======== Data shown ========

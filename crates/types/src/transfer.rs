use serde::{Deserialize, Serialize};

use crate::{StepKind, StepRecord, StepStatus};

/// Lifecycle of a cross-chain transfer. Reduced relative to payment
/// intents: the backend's routing decision substitutes for policy gating,
/// so there is no approval stage.
#[derive(Debug, Clone, Copy, PartialEq, Eq, Serialize, Deserialize)]
#[serde(rename_all = "snake_case")]
pub enum TransferStatus {
    Created,
    Executing,
    Completed,
    Failed,
}

impl TransferStatus {
    pub fn is_terminal(&self) -> bool {
        matches!(self, TransferStatus::Completed | TransferStatus::Failed)
    }

    pub fn admits(&self, next: TransferStatus) -> bool {
        use TransferStatus::*;
        match self {
            Created => matches!(next, Executing | Failed),
            Executing => matches!(next, Completed | Failed),
            Completed | Failed => false,
        }
    }
}

/// Companion record for a payment whose destination chain differs from its
/// source chain. Shares the step shape of payment intents, keyed by the
/// chain pair and the route the backend chose for it.
#[derive(Debug, Clone, PartialEq, Serialize, Deserialize)]
pub struct CrossChainTransfer {
    pub id: String,
    pub intent_id: String,
    pub source_chain: String,
    pub destination_chain: String,
    /// Bridge route chosen by the backend dry run; unknown until then
    pub route: Option<String>,
    pub status: TransferStatus,
    /// Execution and Confirmation checkpoints; no approval stage
    pub steps: Vec<StepRecord>,
    pub created_at: u64,
    pub updated_at: u64,
}

impl CrossChainTransfer {
    /// Record planned during simulation, before any funds move.
    pub fn planned(
        intent_id: impl Into<String>,
        source_chain: impl Into<String>,
        destination_chain: impl Into<String>,
        route: Option<String>,
        now: u64,
    ) -> Self {
        let intent_id = intent_id.into();
        Self {
            id: format!("xct-{intent_id}"),
            intent_id,
            source_chain: source_chain.into(),
            destination_chain: destination_chain.into(),
            route,
            status: TransferStatus::Created,
            steps: vec![
                StepRecord::pending(StepKind::Execution),
                StepRecord::pending(StepKind::Confirmation),
            ],
            created_at: now,
            updated_at: now,
        }
    }

    pub fn executing(mut self, now: u64) -> Self {
        self.set_step(StepKind::Execution, StepStatus::InProgress, None);
        self.status = TransferStatus::Executing;
        self.updated_at = now;
        self
    }

    pub fn completed(mut self, now: u64) -> Self {
        self.set_step(StepKind::Execution, StepStatus::Completed, None);
        self.set_step(StepKind::Confirmation, StepStatus::Completed, None);
        self.status = TransferStatus::Completed;
        self.updated_at = now;
        self
    }

    pub fn failed(mut self, reason: impl Into<String>, now: u64) -> Self {
        self.set_step(StepKind::Execution, StepStatus::Failed, Some(reason.into()));
        self.status = TransferStatus::Failed;
        self.updated_at = now;
        self
    }

    fn set_step(&mut self, kind: StepKind, status: StepStatus, detail: Option<String>) {
        if let Some(step) = self.steps.iter_mut().find(|s| s.kind == kind) {
            step.status = status;
            step.detail = detail;
        }
    }
}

========

(Goal of the exercise):
Send back all of the material exactly as given.

(Your solution):
filename crates/types/src/transfer.rs
use serde::{Deserialize, Serialize};

use crate::{StepKind, StepRecord, StepStatus};

/// Lifecycle of a cross-chain transfer. Reduced relative to payment
/// intents: the backend's routing decision substitutes for policy gating,
/// so there is no approval stage.
#[derive(Debug, Clone, Copy, PartialEq, Eq, Serialize, Deserialize)]
#[serde(rename_all = "snake_case")]
pub enum TransferStatus {
    Created,
    Executing,
    Completed,
    Failed,
}

impl TransferStatus {
    pub fn is_terminal(&self) -> bool {
        matches!(self, TransferStatus::Completed | TransferStatus::Failed)
    }

    pub fn admits(&self, next: TransferStatus) -> bool {
        use TransferStatus::*;
        match self {
            Created => matches!(next, Executing | Failed),
            Executing => matches!(next, Completed | Failed),
            Completed | Failed => false,
        }
    }
}

/// Companion record for a payment whose destination chain differs from its
/// source chain. Shares the step shape of payment intents, keyed by the
/// chain pair and the route the backend chose for it.
#[derive(Debug, Clone, PartialEq, Serialize, Deserialize)]
pub struct CrossChainTransfer {
    pub id: String,
    pub intent_id: String,
    pub source_chain: String,
    pub destination_chain: String,
    /// Bridge route chosen by the backend dry run; unknown until then
    pub route: Option<String>,
    pub status: TransferStatus,
    /// Execution and Confirmation checkpoints; no approval stage
    pub steps: Vec<StepRecord>,
    pub created_at: u64,
    pub updated_at: u64,
}

impl CrossChainTransfer {
    /// Record planned during simulation, before any funds move.
    pub fn planned(
        intent_id: impl Into<String>,
        source_chain: impl Into<String>,
        destination_chain: impl Into<String>,
        route: Option<String>,
        now: u64,
    ) -> Self {
        let intent_id = intent_id.into();
        Self {
            id: format!("xct-{intent_id}"),
            intent_id,
            source_chain: source_chain.into(),
            destination_chain: destination_chain.into(),
            route,
            status: TransferStatus::Created,
            steps: vec![
                StepRecord::pending(StepKind::Execution),
                StepRecord::pending(StepKind::Confirmation),
            ],
            created_at: now,
            updated_at: now,
        }
    }

    pub fn executing(mut self, now: u64) -> Self {
        self.set_step(StepKind::Execution, StepStatus::InProgress, None);
        self.status = TransferStatus::Executing;
        self.updated_at = now;
        self
    }

    pub fn completed(mut self, now: u64) -> Self {
        self.set_step(StepKind::Execution, StepStatus::Completed, None);
        self.set_step(StepKind::Confirmation, StepStatus::Completed, None);
        self.status = TransferStatus::Completed;
        self.updated_at = now;
        self
    }

    pub fn failed(mut self, reason: impl Into<String>, now: u64) -> Self {
        self.set_step(StepKind::Execution, StepStatus::Failed, Some(reason.into()));
        self.status = TransferStatus::Failed;
        self.updated_at = now;
        self
    }

    fn set_step(&mut self, kind: StepKind, status: StepStatus, detail: Option<String>) {
        if let Some(step) = self.steps.iter_mut().find(|s| s.kind == kind) {
            step.status = status;
            step.detail = detail;
        }
    }
}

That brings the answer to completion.